Directions for this task
Go over the entries and report the lines where the word "Fields" occurs.

Stored items

----

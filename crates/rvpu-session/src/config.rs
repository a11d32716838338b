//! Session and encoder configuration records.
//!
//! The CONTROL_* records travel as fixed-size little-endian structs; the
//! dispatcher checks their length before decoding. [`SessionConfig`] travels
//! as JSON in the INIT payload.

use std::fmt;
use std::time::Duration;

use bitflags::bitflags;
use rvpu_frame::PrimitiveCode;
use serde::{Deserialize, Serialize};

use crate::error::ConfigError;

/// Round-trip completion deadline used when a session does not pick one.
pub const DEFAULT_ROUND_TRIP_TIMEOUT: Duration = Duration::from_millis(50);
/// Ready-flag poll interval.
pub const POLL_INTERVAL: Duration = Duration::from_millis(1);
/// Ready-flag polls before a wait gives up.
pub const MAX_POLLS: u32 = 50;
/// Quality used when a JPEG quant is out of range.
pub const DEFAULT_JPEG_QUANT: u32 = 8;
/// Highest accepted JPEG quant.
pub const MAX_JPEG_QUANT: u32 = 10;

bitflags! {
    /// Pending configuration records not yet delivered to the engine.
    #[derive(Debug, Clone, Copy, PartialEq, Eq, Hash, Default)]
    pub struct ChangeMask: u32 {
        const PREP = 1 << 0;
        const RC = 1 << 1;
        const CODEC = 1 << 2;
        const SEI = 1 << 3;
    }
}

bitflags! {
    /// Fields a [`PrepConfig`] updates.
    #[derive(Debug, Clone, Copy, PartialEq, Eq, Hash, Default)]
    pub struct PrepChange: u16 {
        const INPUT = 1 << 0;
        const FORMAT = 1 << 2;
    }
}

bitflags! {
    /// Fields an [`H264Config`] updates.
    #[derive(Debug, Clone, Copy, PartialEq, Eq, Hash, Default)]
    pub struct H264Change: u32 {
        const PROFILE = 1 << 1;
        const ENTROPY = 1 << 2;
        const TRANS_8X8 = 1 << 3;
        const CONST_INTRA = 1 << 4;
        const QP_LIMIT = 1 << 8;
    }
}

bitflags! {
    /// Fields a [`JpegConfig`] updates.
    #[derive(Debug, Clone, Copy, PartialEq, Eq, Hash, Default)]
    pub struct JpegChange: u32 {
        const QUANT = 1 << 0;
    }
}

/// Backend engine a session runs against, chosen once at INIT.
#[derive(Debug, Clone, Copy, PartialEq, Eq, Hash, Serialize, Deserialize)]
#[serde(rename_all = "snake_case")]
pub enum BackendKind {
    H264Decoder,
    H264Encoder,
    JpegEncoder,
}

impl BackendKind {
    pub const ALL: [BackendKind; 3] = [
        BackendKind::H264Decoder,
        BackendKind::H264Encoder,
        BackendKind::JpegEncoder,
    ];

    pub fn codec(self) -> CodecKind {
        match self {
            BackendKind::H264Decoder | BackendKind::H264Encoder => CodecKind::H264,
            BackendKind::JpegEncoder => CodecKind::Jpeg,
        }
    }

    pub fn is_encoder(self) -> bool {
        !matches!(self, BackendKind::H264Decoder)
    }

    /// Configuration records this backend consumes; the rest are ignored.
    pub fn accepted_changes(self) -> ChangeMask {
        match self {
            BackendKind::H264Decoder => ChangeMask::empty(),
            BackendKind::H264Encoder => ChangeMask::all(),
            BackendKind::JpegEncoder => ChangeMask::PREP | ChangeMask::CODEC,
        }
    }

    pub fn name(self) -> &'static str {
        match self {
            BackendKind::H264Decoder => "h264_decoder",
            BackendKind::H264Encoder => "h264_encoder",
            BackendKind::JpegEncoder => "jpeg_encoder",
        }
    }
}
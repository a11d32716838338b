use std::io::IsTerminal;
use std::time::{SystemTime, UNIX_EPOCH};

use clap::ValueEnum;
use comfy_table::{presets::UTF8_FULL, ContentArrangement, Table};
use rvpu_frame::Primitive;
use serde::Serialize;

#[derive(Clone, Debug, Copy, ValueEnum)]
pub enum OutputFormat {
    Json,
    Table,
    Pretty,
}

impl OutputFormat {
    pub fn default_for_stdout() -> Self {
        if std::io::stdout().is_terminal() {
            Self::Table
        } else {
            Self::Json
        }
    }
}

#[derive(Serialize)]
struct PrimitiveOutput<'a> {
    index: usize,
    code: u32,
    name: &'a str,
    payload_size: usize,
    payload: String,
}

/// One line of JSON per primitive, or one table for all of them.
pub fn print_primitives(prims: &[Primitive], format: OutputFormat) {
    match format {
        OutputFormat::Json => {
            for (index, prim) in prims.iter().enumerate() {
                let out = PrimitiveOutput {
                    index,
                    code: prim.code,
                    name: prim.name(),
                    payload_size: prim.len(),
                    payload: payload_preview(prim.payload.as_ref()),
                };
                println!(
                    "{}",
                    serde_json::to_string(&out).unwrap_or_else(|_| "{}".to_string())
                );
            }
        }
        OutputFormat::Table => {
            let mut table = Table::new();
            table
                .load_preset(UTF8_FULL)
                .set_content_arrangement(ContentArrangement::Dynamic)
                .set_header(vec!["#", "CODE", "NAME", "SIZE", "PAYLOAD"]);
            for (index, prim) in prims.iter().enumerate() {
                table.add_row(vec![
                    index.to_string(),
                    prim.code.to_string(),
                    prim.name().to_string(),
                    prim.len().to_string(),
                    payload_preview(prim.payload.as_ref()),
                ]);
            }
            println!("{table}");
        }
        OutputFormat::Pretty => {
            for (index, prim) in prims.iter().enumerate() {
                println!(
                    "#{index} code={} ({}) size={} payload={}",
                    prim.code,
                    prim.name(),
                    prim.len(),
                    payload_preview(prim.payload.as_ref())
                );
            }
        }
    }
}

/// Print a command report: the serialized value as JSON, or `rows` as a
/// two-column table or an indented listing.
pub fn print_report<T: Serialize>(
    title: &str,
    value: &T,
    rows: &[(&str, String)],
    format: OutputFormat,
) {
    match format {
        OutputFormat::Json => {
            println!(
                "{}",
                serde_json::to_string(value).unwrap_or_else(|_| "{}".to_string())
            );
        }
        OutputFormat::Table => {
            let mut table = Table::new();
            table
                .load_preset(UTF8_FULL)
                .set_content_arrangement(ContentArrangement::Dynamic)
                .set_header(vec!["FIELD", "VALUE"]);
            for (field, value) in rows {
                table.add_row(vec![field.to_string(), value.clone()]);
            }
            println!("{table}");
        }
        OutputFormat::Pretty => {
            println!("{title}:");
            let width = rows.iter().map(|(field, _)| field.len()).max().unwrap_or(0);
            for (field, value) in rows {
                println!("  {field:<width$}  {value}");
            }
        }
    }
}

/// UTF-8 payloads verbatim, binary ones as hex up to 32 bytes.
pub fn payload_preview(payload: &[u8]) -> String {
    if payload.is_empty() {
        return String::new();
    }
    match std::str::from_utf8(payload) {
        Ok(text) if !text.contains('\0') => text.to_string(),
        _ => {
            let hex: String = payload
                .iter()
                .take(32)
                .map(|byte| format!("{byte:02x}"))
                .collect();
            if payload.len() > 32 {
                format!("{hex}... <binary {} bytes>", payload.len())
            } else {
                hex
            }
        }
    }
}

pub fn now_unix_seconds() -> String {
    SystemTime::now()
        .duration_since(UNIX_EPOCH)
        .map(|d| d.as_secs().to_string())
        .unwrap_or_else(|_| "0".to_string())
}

----

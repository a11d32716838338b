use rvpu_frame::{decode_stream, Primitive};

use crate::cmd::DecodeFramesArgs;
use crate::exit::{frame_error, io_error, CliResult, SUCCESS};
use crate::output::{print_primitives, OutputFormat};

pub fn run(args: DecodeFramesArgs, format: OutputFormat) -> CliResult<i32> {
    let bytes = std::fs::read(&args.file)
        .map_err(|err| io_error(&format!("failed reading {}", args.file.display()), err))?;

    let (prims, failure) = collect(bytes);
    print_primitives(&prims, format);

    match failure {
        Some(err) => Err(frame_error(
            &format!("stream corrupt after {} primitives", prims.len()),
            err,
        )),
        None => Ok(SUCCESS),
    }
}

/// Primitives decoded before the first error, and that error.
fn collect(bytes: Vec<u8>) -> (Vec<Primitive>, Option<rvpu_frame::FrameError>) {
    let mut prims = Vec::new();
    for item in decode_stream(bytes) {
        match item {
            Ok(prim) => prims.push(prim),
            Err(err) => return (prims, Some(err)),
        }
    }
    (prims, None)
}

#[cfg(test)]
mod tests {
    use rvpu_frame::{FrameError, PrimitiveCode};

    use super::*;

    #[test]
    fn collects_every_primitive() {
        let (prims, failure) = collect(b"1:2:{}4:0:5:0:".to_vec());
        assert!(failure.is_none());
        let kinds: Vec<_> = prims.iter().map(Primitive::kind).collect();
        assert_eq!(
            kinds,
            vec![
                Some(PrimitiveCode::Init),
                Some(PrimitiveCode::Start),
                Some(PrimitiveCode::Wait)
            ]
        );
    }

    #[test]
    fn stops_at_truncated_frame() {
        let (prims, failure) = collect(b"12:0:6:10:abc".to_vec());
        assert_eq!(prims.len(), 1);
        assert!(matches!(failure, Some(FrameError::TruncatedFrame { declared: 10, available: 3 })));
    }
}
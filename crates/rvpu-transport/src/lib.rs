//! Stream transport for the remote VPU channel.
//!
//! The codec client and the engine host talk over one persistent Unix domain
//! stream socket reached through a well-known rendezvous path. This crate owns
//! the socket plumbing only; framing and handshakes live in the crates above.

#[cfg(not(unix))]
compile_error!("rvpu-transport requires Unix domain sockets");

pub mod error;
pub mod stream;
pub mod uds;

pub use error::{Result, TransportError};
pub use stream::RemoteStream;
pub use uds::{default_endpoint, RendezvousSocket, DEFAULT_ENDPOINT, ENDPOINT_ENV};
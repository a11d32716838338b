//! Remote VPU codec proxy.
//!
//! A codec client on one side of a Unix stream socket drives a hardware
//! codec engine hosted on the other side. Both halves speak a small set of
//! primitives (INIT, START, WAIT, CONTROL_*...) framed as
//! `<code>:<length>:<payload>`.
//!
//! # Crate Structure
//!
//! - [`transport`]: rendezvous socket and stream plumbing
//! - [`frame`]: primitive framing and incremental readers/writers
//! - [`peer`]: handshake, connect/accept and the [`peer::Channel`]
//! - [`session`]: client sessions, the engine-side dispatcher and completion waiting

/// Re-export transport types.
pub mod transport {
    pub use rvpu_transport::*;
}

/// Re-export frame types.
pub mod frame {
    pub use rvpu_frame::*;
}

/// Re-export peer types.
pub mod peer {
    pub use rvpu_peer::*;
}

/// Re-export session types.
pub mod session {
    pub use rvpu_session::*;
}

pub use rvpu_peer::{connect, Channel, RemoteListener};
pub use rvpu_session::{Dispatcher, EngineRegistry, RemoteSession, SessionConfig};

----

Exercise output
    /// Fields a [`PrepConfig`] updates.
    /// Fields an [`H264Config`] updates.
    /// Fields a [`JpegConfig`] updates.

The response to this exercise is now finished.